En cuanto el autobús le depositó en San Francisco, Daniel se instaló en un pequeño hotel cerca del puerto, tras comprobar que los precios estaban al alcance de su bolsillo. Como aún faltaban treinta y seis horas para que el SS Aorangi zarpara, se desplazó a Berkeley y pasó todo el segundo día con el profesor Stinstead. Le fascinaron hasta tal punto sus investigaciones sobre los cálculos terciarios que empezó a arrepentirse todavía más de no poder alargar su estancia; sospechaba que saldría ganando quedándose en Berkeley.
La noche antes de zarpar, Daniel compró veinte postales más y estuvo escribiéndolas hasta la una de la madrugada. Al llegar a la vigésima, su cerebro ya había dado todo de sí. Por la mañana pagó la cuenta y pidió al conserje mayor que enviara una cada tres días hasta que regresara. Le dio diez dólares, prometiéndole que habría otros diez a su vuelta, siempre que quedara por enviar el número de postales correcto, pues no sabía con precisión la fecha de su retorno.
El portero expresó cierta confusión, pero se guardó en el bolsillo los diez dólares. En un aparte, comentó con su joven colega del escritorio que, en el pasado, le habían pedido cosas más extrañas por menos dinero.
La barba de Daniel había crecido bastante cuando abordó el SS Aorangi. Tenía un plan preparado gracias a toda la información recogida al otro lado del globo. Durante el viaje, Daniel se sentó a una gran mesa circular que compartía con una familia australiana. Regresaba a su casa después de pasar las vacaciones en Estados Unidos. Contribuyeron con generosidad a ampliar el bagaje de conocimientos de Daniel a lo largo de las tres semanas siguientes, sin darse cuenta de que el joven escuchaba con inusual interés hasta la última palabra que pronunciaban.

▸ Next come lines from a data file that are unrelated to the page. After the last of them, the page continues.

//! RBF Kernel-Density Classifier

use crate::N_CLASSES;
use ndarray::{Array2, ArrayView1, ArrayView2};
use serde::{Deserialize, Serialize};

/// Kernel bandwidth selection
#[derive(Debug, Clone, Copy, PartialEq, Serialize, Deserialize)]
pub enum Gamma {
    /// 1 / (n_features * variance of the training matrix)
    Scale,
    /// Fixed value
    Value(f64),
}

/// Kernel-method hyperparameters
#[derive(Debug, Clone, PartialEq, Serialize, Deserialize)]
pub struct KernelParams {
    pub gamma: Gamma,
    /// Whether probability output is part of the fitted model's contract.
    /// When false, `predict` works but probability queries are refused
    /// upstream, mirroring kernel classifiers whose probability support is a
    /// training-time switch.
    pub probability: bool,
}

impl Default for KernelParams {
    fn default() -> Self {
        Self {
            gamma: Gamma::Scale,
            probability: true,
        }
    }
}

/// Parzen-window classifier with a Gaussian kernel.
///
/// Scores each class by the summed RBF similarity between the query point and
/// that class's training points; probabilities are the normalized scores.
#[derive(Debug, Clone, PartialEq, Serialize, Deserialize)]
pub struct RbfKernel {
    x: Array2<f64>,
    y: Vec<usize>,
    gamma: f64,
    probability: bool,
    /// Class priors, the fallback distribution when all kernels underflow
    priors: Vec<f64>,
}

impl RbfKernel {
    /// Memorize the training data and resolve the bandwidth
    pub fn fit(x: ArrayView2<'_, f64>, y: &[usize], params: &KernelParams) -> Self {
        let gamma = match params.gamma {
            Gamma::Value(value) => value,
            Gamma::Scale => {
                let n = (x.nrows() * x.ncols()).max(1) as f64;
                let mean = x.sum() / n;
                let var = x.iter().map(|v| (v - mean).powi(2)).sum::<f64>() / n;
                if var > 0.0 {
                    1.0 / (x.ncols() as f64 * var)
                } else {
                    1.0
                }
            }
        };

        let mut priors = vec![0.0; N_CLASSES];
        for &label in y {
            priors[label] += 1.0;
        }
        let total = y.len().max(1) as f64;
        for p in &mut priors {
            *p /= total;
        }

        Self {
            x: x.to_owned(),
            y: y.to_vec(),
            gamma,
            probability: params.probability,
            priors,
        }
    }

    /// Whether the model was fitted with probability output enabled
    pub fn probability_enabled(&self) -> bool {
        self.probability
    }

    /// Normalized kernel-density scores per class
    pub fn predict_proba(&self, x: ArrayView2<'_, f64>) -> Vec<[f64; N_CLASSES]> {
        x.outer_iter().map(|row| self.score_row(row)).collect()
    }

    fn score_row(&self, row: ArrayView1<'_, f64>) -> [f64; N_CLASSES] {
        let mut scores = [0.0; N_CLASSES];
        for (train_row, &label) in self.x.outer_iter().zip(&self.y) {
            let dist_sq: f64 = train_row
                .iter()
                .zip(row.iter())
                .map(|(a, b)| (a - b).powi(2))
                .sum();
            scores[label] += (-self.gamma * dist_sq).exp();
        }

        let total: f64 = scores.iter().sum();
        if total > 0.0 {
            for s in &mut scores {
                *s /= total;
            }
        } else {
            // Every kernel underflowed: fall back to the training priors
            for (s, p) in scores.iter_mut().zip(&self.priors) {
                *s = *p;
            }
        }
        scores
    }
}

#[cfg(test)]
mod tests {
    use super::*;
    use ndarray::array;

    #[test]
    fn test_nearest_cluster_wins() {
        let x = array![[0.0, 0.0], [0.1, 0.0], [5.0, 5.0], [5.1, 5.0]];
        let y = vec![0, 0, 2, 2];
        let model = RbfKernel::fit(x.view(), &y, &KernelParams::default());

        let probs = model.predict_proba(array![[0.05, 0.0], [5.05, 5.0]].view());
        assert!(probs[0][0] > 0.9);
        assert!(probs[1][2] > 0.9);
    }

    #[test]
    fn test_probability_switch() {
        let x = array![[0.0], [1.0]];
        let y = vec![0, 1];
        let on = RbfKernel::fit(x.view(), &y, &KernelParams::default());
        let off = RbfKernel::fit(
            x.view(),
            &y,
            &KernelParams {
                probability: false,
                ..KernelParams::default()
            },
        );
        assert!(on.probability_enabled());
        assert!(!off.probability_enabled());
    }

    #[test]
    fn test_underflow_falls_back_to_priors() {
        let x = array![[0.0], [0.0], [0.0], [1.0]];
        let y = vec![0, 0, 0, 1];
        let model = RbfKernel::fit(
            x.view(),
            &y,
            &KernelParams {
                gamma: Gamma::Value(1e6),
                probability: true,
            },
        );
        // Far away from all training points: kernels underflow to zero
        let probs = model.predict_proba(array![[1e6]].view());
        assert!((probs[0][0] - 0.75).abs() < 1e-9);
        assert!((probs[0][1] - 0.25).abs() < 1e-9);
    }
}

Daniel entró en Sydney el primer lunes de agosto en 1947. Subió a la cubierta y vio el sol ponerse tras el Sydney Harbour Bridge, mientras el práctico guiaba lentamente el transatlántico al interior del puerto. Se sintió de repente muy mareado. Deseó con todas sus fuerzas no haberse embarcado en el viaje (no era la primera vez). Bajó del barco una hora más tarde y se alojó en una casa de huéspedes que le había recomendado el cabeza de la familia con la que había compartido la mesa durante la travesía.